Unix System Monitoring git Midnight Commander Tips and Tricks IBM Remote System Management Tool Webmin Baseliners  
Software Distribution Simple Unix Backup Tools Enterprise Job schedulers WinSCP Tips Sysadmin Horror Stories Humor Etc

Introduction

While it is called cluster manager, this is a essentially a pretty generic Linux configuration management system with some (in only few areas) cluster tilt.  It allows "bare metal" reimaging of nodes from the image (which typically is stored on the headnode). There can be multiple images, one for each type of the node. This is a commercial software developed by Bright computing. Development office is in Amsterdam, NL. Backed by ING Bank as shareholder.

It has two typical problems inherent in such systems:

  1. It creates an additional, pretty complex layer that obstruct viewing and understanding lower layers.  This is especially important for troubleshooting, which is badly affected if you need to debug issues that touch CM functionality.  For example after CM is installed on the headnode you can't change the hostname easily.  Also default solution when nodes use specific private network is suboptimal is cases you need to connect nodes to external env during computations (unless you have extra interface, which is often not the case for blades; you probably can use virtual interfaces, though).
  2. It introduces custom command language, which if you use it episodically is a pain in the neck.  As the language is not used often you need a cheat sheet to use most typical commands. They are not intuitive and the syntax sometimes is pretty weird. For anything more complex then typical operations you depend on CM support, which, actually, is pretty good.

With Red Hat introducing Red HAT for HPC computer node license the mode Bright Manager relies upon is broken is the headnode uses a regular RHEL license: you can't patch the image on the headnode as this is a different flavor of OS.  So you need to switch to Red Hat for HPC for headnode, which is a pain in the neck.

As many complex Unix management systems, it modify many system files in a way you do not understand and that make integration of new software more complex. Look for example at definition of parallel environment in SGE, it contains references to some CM scripts. SGE environment is loaded via modules which are are also in SM directories.

You can learn some useful staff from those modifications, but they create unique troubleshooting problems. Sometime the problem is fictitious and connected with misunderstanding of how CM works.  And whether the game is worth the candles is an open question. The ability seamlessly restore computational node from the image can be implemented several other ways. Beyond that Cluster manager does not represent anything special.

Interesting solutions that were found in CM

There are several interesting parts of CM. Among them:

The working with images part is the most interesting part of Bright Cluster Manager. Few systems implement it as consistently as CM. Here the designers demonstrated some original thinking (for example the role of "boot record" as indicator of how the node should behave).  You can create image from the node and distribute it to other nodes. CM takes care of all customarization needed. If node is configured for network book (or if boot record is absent) CM automatically reimage the node, or synchronized it with image if image already exists. Otherwise you have a regular book. that means that inserting/removing boot image changes the behavious of a group of the server in a very useful way. 
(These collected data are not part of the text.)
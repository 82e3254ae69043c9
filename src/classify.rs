//! Explicit classification for dashboard display.
//!
//! Speed color bands and table column categories are decided by
//! enumerated rules so the same input always lands in the same bucket.

use std::fmt;

use chrono::{DateTime, NaiveDate, NaiveDateTime};

/// Speed band used for color-coding route segments and markers.
///
/// A sample without a reported speed is [`SpeedBand::Unknown`], never
/// [`SpeedBand::Stopped`].
#[derive(Debug, Clone, Copy, PartialEq, Eq, Hash, PartialOrd, Ord)]
#[cfg_attr(feature = "serde", derive(serde::Serialize, serde::Deserialize))]
pub enum SpeedBand {
    Unknown,
    Stopped,
    /// Under 20 km/h
    Slow,
    /// 20 to 60 km/h
    Moderate,
    /// 60 km/h and above
    Fast,
}

impl SpeedBand {
    pub const SLOW_LIMIT_KMH: f64 = 20.0;
    pub const MODERATE_LIMIT_KMH: f64 = 60.0;

    pub fn from_speed(speed: Option<f64>) -> Self {
        match speed {
            Some(s) if !s.is_finite() || s < 0.0 => SpeedBand::Unknown,
            Some(s) if s == 0.0 => SpeedBand::Stopped,
            Some(s) if s < Self::SLOW_LIMIT_KMH => SpeedBand::Slow,
            Some(s) if s < Self::MODERATE_LIMIT_KMH => SpeedBand::Moderate,
            Some(_) => SpeedBand::Fast,
            None => SpeedBand::Unknown,
        }
    }
}

impl fmt::Display for SpeedBand {
    fn fmt(&self, f: &mut fmt::Formatter<'_>) -> fmt::Result {
        match self {
            SpeedBand::Unknown => write!(f, "unknown"),
            SpeedBand::Stopped => write!(f, "stopped"),
            SpeedBand::Slow => write!(f, "slow"),
            SpeedBand::Moderate => write!(f, "moderate"),
            SpeedBand::Fast => write!(f, "fast"),
        }
    }
}

/// Category of a raw value shown in a dashboard table column.
#[derive(Debug, Clone, Copy, PartialEq, Eq, Hash)]
#[cfg_attr(feature = "serde", derive(serde::Serialize, serde::Deserialize))]
pub enum ValueCategory {
    Empty,
    Boolean,
    /// Device/connection status words such as `online` or `idle`
    Status,
    Timestamp,
    /// A `lat,lon` pair
    Coordinate,
    /// A number followed by `%`, e.g. battery level
    Percentage,
    Numeric,
    Text,
}

const STATUS_WORDS: &[&str] = &[
    "online", "offline", "active", "inactive", "idle", "moving", "stopped", "parked", "charging",
    "connected", "disconnected", "unknown",
];

impl ValueCategory {
    /// Classify a single raw value. Rules are checked in declaration order.
    pub fn classify(raw: &str) -> Self {
        let value = raw.trim();
        if value.is_empty() {
            return ValueCategory::Empty;
        }

        let lower = value.to_ascii_lowercase();
        if lower == "true" || lower == "false" {
            return ValueCategory::Boolean;
        }
        if STATUS_WORDS.contains(&lower.as_str()) {
            return ValueCategory::Status;
        }
        if is_timestamp(value) {
            return ValueCategory::Timestamp;
        }
        if is_coordinate(value) {
            return ValueCategory::Coordinate;
        }
        if let Some(number) = value.strip_suffix('%') {
            if number.trim().parse::<f64>().is_ok_and(f64::is_finite) {
                return ValueCategory::Percentage;
            }
        }
        if value.parse::<f64>().is_ok_and(f64::is_finite) {
            return ValueCategory::Numeric;
        }
        ValueCategory::Text
    }

    /// Category shared by every non-empty value in a column.
    ///
    /// Mixed columns are [`ValueCategory::Text`]; all-empty columns are
    /// [`ValueCategory::Empty`].
    pub fn classify_column<'a, I>(values: I) -> Self
    where
        I: IntoIterator<Item = &'a str>,
    {
        let mut category = ValueCategory::Empty;
        for value in values {
            match (category, Self::classify(value)) {
                (_, ValueCategory::Empty) => {}
                (ValueCategory::Empty, next) => category = next,
                (current, next) if current == next => {}
                _ => return ValueCategory::Text,
            }
        }
        category
    }
}

fn is_timestamp(value: &str) -> bool {
    DateTime::parse_from_rfc3339(value).is_ok()
        || NaiveDateTime::parse_from_str(value, "%Y-%m-%dT%H:%M:%S%.f").is_ok()
        || NaiveDateTime::parse_from_str(value, "%Y-%m-%d %H:%M:%S%.f").is_ok()
        || NaiveDate::parse_from_str(value, "%Y-%m-%d").is_ok()
}

fn is_coordinate(value: &str) -> bool {
    let Some((lat, lon)) = value.split_once(',') else {
        return false;
    };
    match (lat.trim().parse::<f64>(), lon.trim().parse::<f64>()) {
        (Ok(lat), Ok(lon)) => (-90.0..=90.0).contains(&lat) && (-180.0..=180.0).contains(&lon),
        _ => false,
    }
}

#[cfg(test)]
mod tests {
    use super::*;

    #[test]
    fn test_speed_bands() {
        assert_eq!(SpeedBand::from_speed(None), SpeedBand::Unknown);
        assert_eq!(SpeedBand::from_speed(Some(0.0)), SpeedBand::Stopped);
        assert_eq!(SpeedBand::from_speed(Some(5.0)), SpeedBand::Slow);
        assert_eq!(SpeedBand::from_speed(Some(20.0)), SpeedBand::Moderate);
        assert_eq!(SpeedBand::from_speed(Some(60.0)), SpeedBand::Fast);
        assert_eq!(SpeedBand::from_speed(Some(-1.0)), SpeedBand::Unknown);
        assert_eq!(SpeedBand::from_speed(Some(f64::NAN)), SpeedBand::Unknown);
    }

    #[test]
    fn test_classify_values() {
        assert_eq!(ValueCategory::classify("  "), ValueCategory::Empty);
        assert_eq!(ValueCategory::classify("TRUE"), ValueCategory::Boolean);
        assert_eq!(ValueCategory::classify("Online"), ValueCategory::Status);
        assert_eq!(ValueCategory::classify("2024-05-01T08:00:00Z"), ValueCategory::Timestamp);
        assert_eq!(ValueCategory::classify("2024-05-01"), ValueCategory::Timestamp);
        assert_eq!(ValueCategory::classify("12.97, 77.59"), ValueCategory::Coordinate);
        assert_eq!(ValueCategory::classify("87%"), ValueCategory::Percentage);
        assert_eq!(ValueCategory::classify("42.5"), ValueCategory::Numeric);
        assert_eq!(ValueCategory::classify("NaN"), ValueCategory::Text);
        assert_eq!(ValueCategory::classify("Truck 7"), ValueCategory::Text);
    }

    #[test]
    fn test_out_of_range_pair_is_not_a_coordinate() {
        assert_eq!(ValueCategory::classify("120,10"), ValueCategory::Text);
    }

    #[test]
    fn test_classify_column() {
        assert_eq!(
            ValueCategory::classify_column(["12", "", "13.5"]),
            ValueCategory::Numeric
        );
        assert_eq!(
            ValueCategory::classify_column(["12", "idle"]),
            ValueCategory::Text
        );
        assert_eq!(ValueCategory::classify_column(["", " "]), ValueCategory::Empty);
    }
}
Managing images is done using chroot and is not very convenient, but as there is a possibility to creating image from a node you can do everything on a selected node instead, then create an image from this node and distribute it to other nodes.  

Using Bright reduces the labor and effort needed for management and change control, and also can be used with external clouds (set of virtual machines). Bright offers an expandable and scalable turnkey solution for allocating resources.

It install a lot of useful software, such as pdsh and environment modules. The latter are installed with integrated examples of package which can serve as a framework for developing you aow set of environmental modules. Generally the envmodules supplied are of high quality.

Boot process

By default, nodes boot from the network when using Bright Cluster Manager.This is called a network boot, or sometimes a PXE boot. The head node runs a tftpd server from within xinetd, supplies the boot loader for  the default or assigned to the node software image.

Bright Cluster Manager for HPC lets you administer set of servers (assumed to be clusters, but not necessarily so) as a single entity, provisioning the hardware, operating system, and workload manager from a unified interface.

Bright cluster management daemon keeps an eye on virtually every aspect of every node, and reports any problems it detects in the software or the hardware, so that you can take action and keep your cluster healthy.

Power management

Aspects of power management in Bright Cluster Manager include: That creates some opportunities for power savings, which is extremly important in large clusters. You can for example shut down inactive nodes and bring them back if there are jobs in queue that wait for resources.

User management

As clusters often are used by a large number of researcher user management presents some problems. Cm allow (via The usernodelogin setting of cmsh) to restricts direct user logins from outside the HPC scheduler, and is thus one way of preventing the user from using node resources in an unaccountable manner. The usernodelogin setting is applicable to node categories only, not to individual nodes.

# cmsh
[bright71]% category use default
[bright71->category[default]]% set usernodelogin onlywhenjob
[bright71->category*[default*]]% commit

The attributes for usernodelogin are:

Bright Cluster Manager runs its own LDAP service to manage users, rather than using unix user and group files. That means that  users and groups are managed via the centralizing LDAP database server running (assesble via cmgui) on the head node, and not via entries in /etc/passwd or /etc/group files.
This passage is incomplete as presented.